Some cities are looking outside traditional yellow and white pavement markings. They're experimenting with an unconventional color palette to guide people safely.
Most of us are familiar with the solid and dotted-white or yellow lines on highways and roads everywhere. But what about green, red, orange or even purple markings? By using unconventional colors, cities are creating new, innovative ways to help manage traffic.
Let’s take a look at ways cities are using these unconventional colors on roadways.
Disclaimer: The applications in this article are either experimental or have interim FHWA approval. If you are interested in potentially using any of these applications, check with us at SEH or your state Department of Transportation for guidance and direction first.
What’s going on: Green pavement markings within a bicycle lane or through an intersection help to define the space for bicyclists while increasing awareness of the bike facility and conflict areas between modes. Green markings have been used either as a corridor treatment along the length of a bike lane or protected bikeway, or as a spot treatment (such as a bike box or two-stage turn box), in a conflict area or in conjunction with intersection crossing markings.
Who benefits: Cyclists are the primary beneficiary of these markings, which provide an extra visual cue alerting drivers and pedestrians to both the presence of a bike facility and to possible conflict areas at intersections.
What it means: Green was chosen for bike markings to avoid confusion with other standard pavement marking colors. The primary purpose of these markings is to alert all other roadway users to the presence of a bicycle facility and a potential conflict and emphasize vehicle priority.
Where it’s being used: The use of green pavement marking for bicycle facilities has been granted interim approval from the FHWA in more than 100 jurisdications nationwide, including 29 state departments of transportation.
What’s going on: Red bus lanes tell drivers to obey the rules of the bus lane. They are intended to reduce illegal bus lane usage, especially parking.

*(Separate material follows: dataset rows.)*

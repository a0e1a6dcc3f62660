use super::{AudioDevice, AudioOutput};
use crate::domain::audio::PlaybackError;
use async_trait::async_trait;
use std::fs::File;
use std::io::BufWriter;
use std::path::PathBuf;

/// Renders each utterance into a 32-bit float WAV file, overwriting the previous one.
pub struct WavFileOutput {
    path: PathBuf,
}

impl WavFileOutput {
    pub fn new(path: impl Into<PathBuf>) -> Self {
        Self { path: path.into() }
    }
}

#[async_trait]
impl AudioOutput for WavFileOutput {
    async fn open(&self, sample_rate: u32, channels: u16) -> Result<Box<dyn AudioDevice>, PlaybackError> {
        let spec = hound::WavSpec {
            channels,
            sample_rate,
            bits_per_sample: 32,
            sample_format: hound::SampleFormat::Float,
        };
        let path = self.path.clone();
        let writer = tokio::task::spawn_blocking(move || hound::WavWriter::create(&path, spec))
            .await
            .map_err(|e| PlaybackError::Device(format!("WAV open task failed: {}", e)))?
            .map_err(|e| PlaybackError::Device(format!("cannot create {}: {}", self.path.display(), e)))?;

        tracing::debug!(path = %self.path.display(), sample_rate, channels, "WAV output opened");
        Ok(Box::new(WavFileDevice {
            path: self.path.clone(),
            writer: Some(writer),
        }))
    }
}

type Writer = hound::WavWriter<BufWriter<File>>;

struct WavFileDevice {
    path: PathBuf,
    writer: Option<Writer>,
}

impl WavFileDevice {
    fn take_writer(&mut self) -> Result<Writer, PlaybackError> {
        self.writer
            .take()
            .ok_or_else(|| PlaybackError::Device("WAV output already closed".to_string()))
    }
}

#[async_trait]
impl AudioDevice for WavFileDevice {
    async fn write(&mut self, samples: &[f32]) -> Result<(), PlaybackError> {
        let mut writer = self.take_writer()?;
        let samples = samples.to_vec();

        // File I/O runs on the blocking pool; the writer comes back with the result.
        // If this future is dropped mid-write, dropping the writer finalizes the file.
        let (writer, result) = tokio::task::spawn_blocking(move || {
            let result = samples.iter().try_for_each(|&sample| writer.write_sample(sample));
            (writer, result)
        })
        .await
        .map_err(|e| PlaybackError::Device(format!("WAV write task failed: {}", e)))?;

        self.writer = Some(writer);
        result.map_err(|e| PlaybackError::Device(format!("WAV write failed: {}", e)))
    }

    async fn drain(&mut self) -> Result<(), PlaybackError> {
        let Some(writer) = self.writer.take() else {
            return Ok(());
        };
        tokio::task::spawn_blocking(move || writer.finalize())
            .await
            .map_err(|e| PlaybackError::Device(format!("WAV finalize task failed: {}", e)))?
            .map_err(|e| PlaybackError::Device(format!("WAV finalize failed: {}", e)))
    }

    /// Synchronous so it can run from `Drop`; only the buffered tail and header are flushed here
    fn close(&mut self) {
        if let Some(writer) = self.writer.take() {
            if let Err(e) = writer.finalize() {
                tracing::warn!(error = %e, path = %self.path.display(), "Failed to finalize WAV output");
            }
        }
    }
}
// End-to-end tests for the response cache and the speech pipeline
//
// Nothing here touches the network or a sound card:
// - The HTTP transport is a scripted mock that counts calls
// - Time is a manual clock, so freshness is checked at exact offsets
// - Playback goes to a recording output that can be slowed down to test stop()

mod test_speech_pipeline;
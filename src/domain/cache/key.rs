use super::error::CacheError;
use super::model::FetchRequest;
use base64::{engine::general_purpose::STANDARD, Engine};
use serde::Serialize;
use sha2::{Digest, Sha256};
use std::collections::BTreeMap;

/// Canonical form of the request 4-tuple. Field order is fixed and headers
/// are sorted, so equal requests serialise to equal strings.
#[derive(Serialize)]
struct CanonicalRequest<'a> {
    method: String,
    url: &'a str,
    headers: BTreeMap<String, &'a str>,
    body: Option<String>,
}

#[derive(Debug, Clone, Copy, PartialEq, Eq)]
enum KeyStrategy {
    Canonical,
    Sha256,
}

/// Derives a stable cache key from method, URL, headers and body.
#[derive(Debug, Clone, Copy, PartialEq, Eq)]
pub struct CacheKeyBuilder {
    strategy: KeyStrategy,
}

/// Hashed, so header values such as credentials never appear in a stored key
impl Default for CacheKeyBuilder {
    fn default() -> Self {
        Self::hashed()
    }
}

impl CacheKeyBuilder {
    /// Use the canonical JSON text directly as the key.
    ///
    /// Readable for debugging, but header values (including `Authorization`) are kept verbatim.
    pub fn canonical() -> Self {
        Self {
            strategy: KeyStrategy::Canonical,
        }
    }

    /// Bound key length with `sha256:<hex>` of the canonical text
    pub fn hashed() -> Self {
        Self {
            strategy: KeyStrategy::Sha256,
        }
    }

    pub fn build(&self, request: &FetchRequest) -> Result<String, CacheError> {
        self.build_key(&request.url, &request.method, &request.headers, request.body.as_deref())
    }

    pub fn build_key<'a, H>(
        &self,
        url: &str,
        method: &str,
        headers: H,
        body: Option<&[u8]>,
    ) -> Result<String, CacheError>
    where
        H: IntoIterator<Item = (&'a String, &'a String)>,
    {
        // Header names are case-insensitive on the wire
        let headers = headers
            .into_iter()
            .map(|(name, value)| (name.to_ascii_lowercase(), value.as_str()))
            .collect();

        let canonical = CanonicalRequest {
            method: method.to_ascii_uppercase(),
            url,
            headers,
            body: body.map(|bytes| STANDARD.encode(bytes)),
        };
        let text = serde_json::to_string(&canonical)?;

        Ok(match self.strategy {
            KeyStrategy::Canonical => text,
            KeyStrategy::Sha256 => format!("sha256:{}", hex::encode(Sha256::digest(text.as_bytes()))),
        })
    }
}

Who benefits: Transit operators and users both benefit from more reliable and consistent service.
What it means: Unless you’re a bus driver, it means Keep Out!
Where it is used: Baltimore, New York City, San Francisco and Seattle have installed these lanes.
What’s going on: Purple is the color of choice for toll lane signing. The FHWA allows purple pavement markings to be used in addition to the standard white and yellows found in toll lanes.
Who benefits: The markings benefit confused drivers and those without electronic toll collection (i.e., transponder) technology.
What it means: Purple lines may supplement the white and yellow edgelines of electronic toll collection (ETC) only lanes to help guide drivers to the correct lane(s).
Where is it used: These markings are not common, but the Virginia DOT has experimented with them in the suburban Washington DC area.
What’s going on: Orange striping and pavement messages are placed over existing roadway striping during construction on freeways and other multi-lane high speed roadways.
Who benefits: Drivers in work zones, especially in low lighting or winter conditions benefit the most. The orange markings help to remove some of the ambiguity regarding what the correct position of temporary lanes is.
What it means: Just like orange work zone signs, orange pavement markings are intended to alert drivers that they are approaching, or are in, a work zone and that roadway conditions may have changed.
Where is it used: The Wisconsin DOT has experimented with orange markings as part of the Zoo Interchange reconstruction. This project is in a high traffic area in Milwaukee. The markings helped drivers better navigate and contributed to work zone safety. Orange markings are commonly used in Ontario, Canada, and Switzerland, and have been used occasionally in Germany and New Zealand.
What’s going on: Large multi-color route symbols are placed on the pavement. These can be painted markings or thermoplastic decals applied to the roadway.
Who benefits: The traveling public benefits from this marking, which, according to research, can help improve overall freeway operations and motorist understanding.
What it means: It’s pretty straight-forward. A route shield is placed in the lane to keep drivers on their route. For example, if, on a five-lane freeway, the three leftmost lanes continue to I-94 and the two rightmost lanes exit to US 61, then I-94 route shields would be placed in each of the three left lanes, and US 61 route shields would be placed in the two right lanes.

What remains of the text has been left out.